Mollies thrive in Los Angeles tap water :lol:. Mollies like unusual water conditions - high PH and _hard_. In nature they have been found in saltwater, brackish, and freshwater conditions. No kidding. For people with neutral, soft water, salt can help them stay healthy - they are just not adapted to soft water like bettas are...and they will do considerably worse in soft water than a betta will do in hard water.

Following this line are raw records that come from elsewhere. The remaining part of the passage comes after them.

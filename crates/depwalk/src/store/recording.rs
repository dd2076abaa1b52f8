//! Instrumented store wrapper for tests.

use crate::domain::{Node, NodeId};
use crate::error::{StoreError, StoreResult};
use crate::store::DocumentStore;
use async_trait::async_trait;
use std::collections::HashMap;
use std::sync::atomic::{AtomicUsize, Ordering};
use std::sync::Mutex;
use std::time::Duration;

/// Store wrapper that records every call and can inject failures.
///
/// Wrap any [`DocumentStore`] to observe how a traversal uses it:
///
/// - per-id point read counts ([`point_reads_for`](Self::point_reads_for))
/// - the order of point reads ([`point_read_log`](Self::point_read_log))
/// - the peak number of concurrent calls ([`max_in_flight`](Self::max_in_flight))
///
/// Failures are injected per id with [`fail_point_read`](Self::fail_point_read)
/// or for name lookups with [`fail_find_by_name`](Self::fail_find_by_name).
/// [`with_latency`](Self::with_latency) delays every call.
///
/// Available in tests and with the `test-util` feature.
///
/// ```rust,ignore
/// let store = Arc::new(RecordingStore::new(inner));
/// let graph = DependencyGraph::new(store.clone());
/// graph.traverse("flask", 2).await?;
/// assert_eq!(store.point_reads_for("click"), 1);
/// ```
pub struct RecordingStore<S> {
    inner: S,
    latency: Option<Duration>,
    point_read_failures: HashMap<NodeId, StoreError>,
    find_failure: Option<StoreError>,
    point_reads: Mutex<Vec<NodeId>>,
    name_lookups: Mutex<Vec<String>>,
    in_flight: AtomicUsize,
    max_in_flight: AtomicUsize,
}

impl<S: DocumentStore> RecordingStore<S> {
    /// Wrap a store.
    pub fn new(inner: S) -> Self {
        Self {
            inner,
            latency: None,
            point_read_failures: HashMap::new(),
            find_failure: None,
            point_reads: Mutex::new(Vec::new()),
            name_lookups: Mutex::new(Vec::new()),
            in_flight: AtomicUsize::new(0),
            max_in_flight: AtomicUsize::new(0),
        }
    }

    /// Delay every call by `latency`.
    #[must_use]
    pub fn with_latency(mut self, latency: Duration) -> Self {
        self.latency = Some(latency);
        self
    }

    /// Make point reads of `id` fail with `error`.
    #[must_use]
    pub fn fail_point_read(mut self, id: impl Into<NodeId>, error: StoreError) -> Self {
        self.point_read_failures.insert(id.into(), error);
        self
    }

    /// Make every name lookup fail with `error`.
    #[must_use]
    pub fn fail_find_by_name(mut self, error: StoreError) -> Self {
        self.find_failure = Some(error);
        self
    }

    /// Ids passed to `point_read`, in call order.
    #[must_use]
    pub fn point_read_log(&self) -> Vec<NodeId> {
        self.point_reads
            .lock()
            .expect("recording mutex should not be poisoned")
            .clone()
    }

    /// Number of point reads issued for `id`.
    #[must_use]
    pub fn point_reads_for(&self, id: &str) -> usize {
        self.point_reads
            .lock()
            .expect("recording mutex should not be poisoned")
            .iter()
            .filter(|read| read.as_str() == id)
            .count()
    }

    /// Total number of point reads.
    #[must_use]
    pub fn point_read_count(&self) -> usize {
        self.point_reads
            .lock()
            .expect("recording mutex should not be poisoned")
            .len()
    }

    /// Per-id point read counts.
    #[must_use]
    pub fn point_read_counts(&self) -> HashMap<NodeId, usize> {
        let mut counts = HashMap::new();
        for id in self.point_read_log() {
            *counts.entry(id).or_insert(0) += 1;
        }
        counts
    }

    /// Names passed to `find_by_name`, in call order.
    #[must_use]
    pub fn name_lookups(&self) -> Vec<String> {
        self.name_lookups
            .lock()
            .expect("recording mutex should not be poisoned")
            .clone()
    }

    /// Highest number of calls that were in progress at the same time.
    #[must_use]
    pub fn max_in_flight(&self) -> usize {
        self.max_in_flight.load(Ordering::SeqCst)
    }

    async fn enter(&self) {
        let now = self.in_flight.fetch_add(1, Ordering::SeqCst) + 1;
        self.max_in_flight.fetch_max(now, Ordering::SeqCst);
        if let Some(latency) = self.latency {
            tokio::time::sleep(latency).await;
        }
    }

    fn leave(&self) {
        self.in_flight.fetch_sub(1, Ordering::SeqCst);
    }
}

#[async_trait]
impl<S: DocumentStore> DocumentStore for RecordingStore<S> {
    async fn find_by_name(&self, name: &str) -> StoreResult<Option<Node>> {
        self.name_lookups
            .lock()
            .expect("recording mutex should not be poisoned")
            .push(name.to_string());
        self.enter().await;
        let result = match &self.find_failure {
            Some(error) => Err(error.clone()),
            None => self.inner.find_by_name(name).await,
        };
        self.leave();
        result
    }

    async fn point_read(&self, id: &NodeId, partition_key: &str) -> StoreResult<Option<Node>> {
        self.point_reads
            .lock()
            .expect("recording mutex should not be poisoned")
            .push(id.clone());
        self.enter().await;
        let result = match self.point_read_failures.get(id) {
            Some(error) => Err(error.clone()),
            None => self.inner.point_read(id, partition_key).await,
        };
        self.leave();
        result
    }

    async fn count(&self) -> StoreResult<usize> {
        self.inner.count().await
    }
}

I do keep a betta with my mollies, because my tap water is what it is, and I can't afford an RO unit to keep my babies in anything but the "liquid rock" that comes out of the tap. I don't recommend a male betta with mollies unless he's a short fin. The mollies are crazy fast and will out-compete him for food.


----------



## hrutan (Jun 25, 2014)

Swishfish said:


> It is a 3 gallon tank.


You'll want 20-30+ gallons for mollies. They are large and quite active.


----------



## Swishfish (Dec 17, 2014)

thanks!


----------



## Elysium (Oct 18, 2014)

I now know that even in a larger tank, they like different water conditions. But a long time ago I kept a few mollies with a betta, and i had to separate them as the betta never stopped trying to attack them.


----------



## BettaNamedHerbert (Nov 23, 2014)

Hmm, for a while I had a golden panda molly with a male betta in my 10 gal bio orb. My molly gave birth, and both the she and the betta found the babies delicious snacks. I was able to save a couple, though, and they're growing up with my PetCo baby in what used to be my quarantine tank. But really, I'd recommend platys for tank mates. I keep my tanks at 78 degrees, which is a good compromise in temperatures for both.


----------